FarodiRoma – Rispetto Vladimir Luxuria

La vicenda in cui Vladimir Luxuria viene insultata negli studi Rai da una truccatrice, ha un filo rosso rappresentato dalla frase “mica me posso sentì rappresentata….” perché, paradossalmente, Luxuria non rappresenta nessuno mentre il dipendente di un’azienda è sicuramente immagine, portavoce, volto dell’azienda, anche se non ne ha alcuna rappresentanza giuridica. Il Codice etico invocato da Vladimir – “la Rai renda pubblico un codice etico per cui nessuno può essere insultato” – andrebbe introdotto non solo alla Rai ma, per lo meno, in tutti gli enti pubblici. Mi è capitato di frequentare ultimamente uffici comunali, municipi, ospedali, ferrovie dello stato, e anch’io avevo notato con dispiacere la disinvoltura con cui dei dipendenti, credendosi non ascoltati, mettevano alla berlina, tra loro, qualche malcapitato cliente. Vladimir lo ha notato nel proprio caso e ha deciso di alzare la voce ma tanti di noi – me compreso – abbiamo invece fatto l’abitudine alla maleducazione. Veniamo presi in giro con toni irrispettosi perché non ci siamo accorti dell’ennesima marca da bollo mancante, perché non si capisce dove si deve firmare, per uno sportello che non si sa bene dov’è. E rimango agli aspetti meno personali. Perché invece spesso le ferite arrivano per l’aspetto, l’odore, il modo di vestire, il tono della voce. E chiaro che tutto questo – tutto questo rispetto – andrebbe vissuto anche tra le mura domestiche ma quando si è sul lavoro, in particolare in un’azienda dello stato, l’educazione diviene dovere etico. Perché la truccatrice è pagata dalla RAI e quindi è il suo biglietto da visita. Avere un lavoro in un’azienda che rappresenta una nazione, e per cui si paga un regolare canone, vuol dire anche attenersi a norme di comportamento, di morale e di etica che riconducono alla serietà dell’azienda stessa che rimane lesa dalla condotta non rispettosa dei suoi dipendenti. Come in ogni posto lavorativo si è tenuti ad una correttezza per non ledere l’immagine della società, a maggior ragione tale comportamento è d’obbligo per un dipendente che rappresenta qualcosa di nazionale.

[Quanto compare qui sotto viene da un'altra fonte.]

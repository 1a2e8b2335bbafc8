//! Compare Dijkstra and A* on a terrain map in the terminal.
//!
//! Run: cargo run --bin route -- --help

use std::error::Error;
use std::io;
use std::path::PathBuf;

use clap::{Parser, ValueEnum};
use rand::rngs::StdRng;
use rand::{Rng, SeedableRng};
use wayfarer_core::{Point, TerrainCatalog};
use wayfarer_demos::{
    MANUAL_GOAL, MANUAL_START, View, comparison_table, manual_map, random_endpoints, random_map,
    retarget,
};
use wayfarer_paths::{Connectivity, RouteOptions, Router};

#[derive(Debug, Clone, Copy, PartialEq, Eq, ValueEnum)]
enum MapKind {
    /// The fixed 15x15 test map
    Manual,
    /// Weighted random terrain
    Random,
}

#[derive(Parser, Debug)]
#[command(name = "route")]
#[command(about = "Find least-cost routes across terrain with Dijkstra and A*")]
struct Args {
    /// Map to route on
    #[arg(long, value_enum, default_value_t = MapKind::Manual)]
    map: MapKind,

    /// Random seed for reproducible maps and endpoints
    #[arg(long)]
    seed: Option<u64>,

    /// Random map width (picked between 10 and 20 when omitted)
    #[arg(long)]
    width: Option<i32>,

    /// Random map height (picked between 10 and 20 when omitted)
    #[arg(long)]
    height: Option<i32>,

    /// Start cell (format: ROW,COL)
    #[arg(long, value_parser = parse_point)]
    start: Option<Point>,

    /// Goal cell (format: ROW,COL)
    #[arg(long, value_parser = parse_point)]
    goal: Option<Point>,

    /// Cross water only when no dry route exists
    #[arg(long)]
    avoid_water: bool,

    /// Allow diagonal moves
    #[arg(long)]
    diagonal: bool,

    /// TOML terrain table replacing the default catalog
    #[arg(long)]
    terrain: Option<PathBuf>,

    /// Print without colours
    #[arg(long)]
    plain: bool,
}

fn parse_point(s: &str) -> Result<Point, String> {
    let (r, c) = s
        .split_once(',')
        .ok_or_else(|| format!("expected ROW,COL, got {s:?}"))?;
    let row = r.trim().parse::<i32>().map_err(|e| format!("bad row {r:?}: {e}"))?;
    let col = c.trim().parse::<i32>().map_err(|e| format!("bad column {c:?}: {e}"))?;
    Ok(Point::at(row, col))
}

fn show(view: &View<'_>, plain: bool) -> io::Result<()> {
    if plain {
        println!("{}", view.to_text());
        Ok(())
    } else {
        view.write_to(&mut io::stdout().lock())
    }
}

fn main() -> Result<(), Box<dyn Error>> {
    env_logger::Builder::from_env(env_logger::Env::default().default_filter_or("info")).init();
    let args = Args::parse();

    let seed = args.seed.unwrap_or_else(rand::random);
    let mut rng = StdRng::seed_from_u64(seed);

    let defaults = TerrainCatalog::default();
    let (grid, title) = match args.map {
        MapKind::Manual => (manual_map()?, "Manual map".to_owned()),
        MapKind::Random => {
            let cols = args.width.unwrap_or_else(|| rng.random_range(10..=20));
            let rows = args.height.unwrap_or_else(|| rng.random_range(10..=20));
            let grid = random_map(&mut rng, rows, cols)?;
            (grid, format!("Random map {rows}x{cols} (seed {seed})"))
        }
    };

    let (catalog, grid) = match &args.terrain {
        Some(path) => {
            let catalog = TerrainCatalog::from_toml_str(&std::fs::read_to_string(path)?)?;
            let grid = retarget(&grid, &defaults, &catalog)?;
            (catalog, grid)
        }
        None => (defaults, grid),
    };

    let (start, goal) = match (args.map, args.start, args.goal) {
        (MapKind::Manual, s, g) => (s.unwrap_or(MANUAL_START), g.unwrap_or(MANUAL_GOAL)),
        (MapKind::Random, Some(s), Some(g)) => (s, g),
        (MapKind::Random, s, g) => {
            let (rs, rg) = random_endpoints(&mut rng, &grid, &catalog)
                .ok_or("no valid start and goal cells on this map")?;
            (s.unwrap_or(rs), g.unwrap_or(rg))
        }
    };

    let options = RouteOptions {
        connectivity: if args.diagonal {
            Connectivity::Eight
        } else {
            Connectivity::Four
        },
        avoid_water: args.avoid_water,
    };
    let mut router = Router::new(&grid, &catalog, options)?;
    let cmp = router.compare(start, goal)?;

    let mut view = View {
        grid: &grid,
        catalog: &catalog,
        start,
        goal,
        result: None,
    };
    println!("{title}: {start} -> {goal}");
    show(&view, args.plain)?;
    for (_, spec) in catalog.iter() {
        println!("  {}  {:<10} cost {:.1}", spec.glyph, spec.name, spec.cost);
    }

    for r in [&cmp.dijkstra, &cmp.astar] {
        println!();
        println!("{} - visited nodes: {}", r.algorithm, r.visited.len());
        view.result = Some(r);
        show(&view, args.plain)?;
    }

    println!();
    print!("{}", comparison_table(&cmp, &grid, &catalog));
    Ok(())
}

Invece, ed è paradossale, Vladimir Luxuria rappresenta solo se stessa. Chi dice “mica me posso sentì rappresentata….” dimentica di essere lei, la truccatrice, a rappresentare, e non si rende conto, di contro, che Luxuria non si erige a rappresentante di alcunché se non di se stessa e della propria dignità di persona. La Luxuria che conosco io non pretende di essere icona di nessuno ma chiede il rispetto che si deve ad ogni essere umano. Ciascuno di noi ha diritto ad essere riconosciuto per quello che è e a non diventare bersaglio di diffamazioni, giudizi e messe in ridicolo da parte di nessuno. E sia chiaro che non me la sto prendendo solo per l’epiteto volgare – “froc…. ne” – ma prima ancora per il confondere l’omosessualità con la transessualità. La trans che si sente donna si sente ben diversa da una persona omosessuale e riconoscere tale diversità è il primo passo del rispetto. Dietro ogni transizione c’è un oceano di sofferenze e solitudini e credo che di questo, chiunque, anche chi non condivide la transessualità, dovrebbe farsi carico.

Credo che Luxuria abbia parlato per se stessa dopo aver molto riflettuto su quanto aveva vissuto. Sono certo che si sia mossa così per testimoniare se stessa e come le sue scelte non meritino accuse, prese in giro e ridicolizzazioni ma solo rispetto e dignità.